## Goal of the exercise
Please set down the records exactly, keeping every line.

** Opening Input data block **

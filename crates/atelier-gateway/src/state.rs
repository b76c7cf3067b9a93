use std::sync::Arc;
use std::time::Duration;

use atelier_auth::TokenSigner;
use atelier_common::{Error, Result};
use atelier_config::AppConfig;
use atelier_db::{ChatStore, Database, Lineage, ProjectStore, SimilaritySearch, UserStore};
use ring::rand::{SecureRandom, SystemRandom};
use tracing::warn;

/// Shared application state accessible from all request handlers. The
/// stores share one injected pool; there is no other cross-request state.
pub struct AppState {
    pub config: AppConfig,
    pub db: Database,
    pub users: UserStore,
    pub projects: ProjectStore,
    pub chats: ChatStore,
    pub lineage: Lineage,
    pub search: SimilaritySearch,
    pub signer: TokenSigner,
}

impl AppState {
    pub fn new(config: AppConfig, db: Database) -> Result<Self> {
        let secret = match &config.auth.token_secret {
            Some(secret) => secret.clone().into_bytes(),
            None => {
                warn!(
                    "auth.token_secret not configured; using an ephemeral secret, \
                     tokens will not survive a restart"
                );
                let rng = SystemRandom::new();
                let mut bytes = [0u8; 32];
                rng.fill(&mut bytes)
                    .map_err(|_| Error::Gateway("failed to generate token secret".into()))?;
                bytes.to_vec()
            }
        };

        Ok(Self {
            users: UserStore::new(db.clone()),
            projects: ProjectStore::new(db.clone()),
            chats: ChatStore::new(db.clone()),
            lineage: Lineage::new(db.clone()),
            search: SimilaritySearch::new(db.clone()),
            signer: TokenSigner::new(&secret),
            config,
            db,
        })
    }

    pub fn token_ttl(&self) -> Duration {
        Duration::from_secs(self.config.auth.token_ttl_secs)
    }
}

pub type SharedState = Arc<AppState>;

** Closing Input data block **

## Response to this exercise
filename crates/atelier-gateway/src/state.rs
repository b76c7cf3067b9a93
use std::sync::Arc;
use std::time::Duration;

use atelier_auth::TokenSigner;
use atelier_common::{Error, Result};
use atelier_config::AppConfig;
use atelier_db::{ChatStore, Database, Lineage, ProjectStore, SimilaritySearch, UserStore};
use ring::rand::{SecureRandom, SystemRandom};
use tracing::warn;

/// Shared application state accessible from all request handlers. The
/// stores share one injected pool; there is no other cross-request state.
pub struct AppState {
    pub config: AppConfig,
    pub db: Database,
    pub users: UserStore,
    pub projects: ProjectStore,
    pub chats: ChatStore,
    pub lineage: Lineage,
    pub search: SimilaritySearch,
    pub signer: TokenSigner,
}

impl AppState {
    pub fn new(config: AppConfig, db: Database) -> Result<Self> {
        let secret = match &config.auth.token_secret {
            Some(secret) => secret.clone().into_bytes(),
            None => {
                warn!(
                    "auth.token_secret not configured; using an ephemeral secret, \
                     tokens will not survive a restart"
                );
                let rng = SystemRandom::new();
                let mut bytes = [0u8; 32];
                rng.fill(&mut bytes)
                    .map_err(|_| Error::Gateway("failed to generate token secret".into()))?;
                bytes.to_vec()
            }
        };

        Ok(Self {
            users: UserStore::new(db.clone()),
            projects: ProjectStore::new(db.clone()),
            chats: ChatStore::new(db.clone()),
            lineage: Lineage::new(db.clone()),
            search: SimilaritySearch::new(db.clone()),
            signer: TokenSigner::new(&secret),
            config,
            db,
        })
    }

    pub fn token_ttl(&self) -> Duration {
        Duration::from_secs(self.config.auth.token_ttl_secs)
    }
}

pub type SharedState = Arc<AppState>;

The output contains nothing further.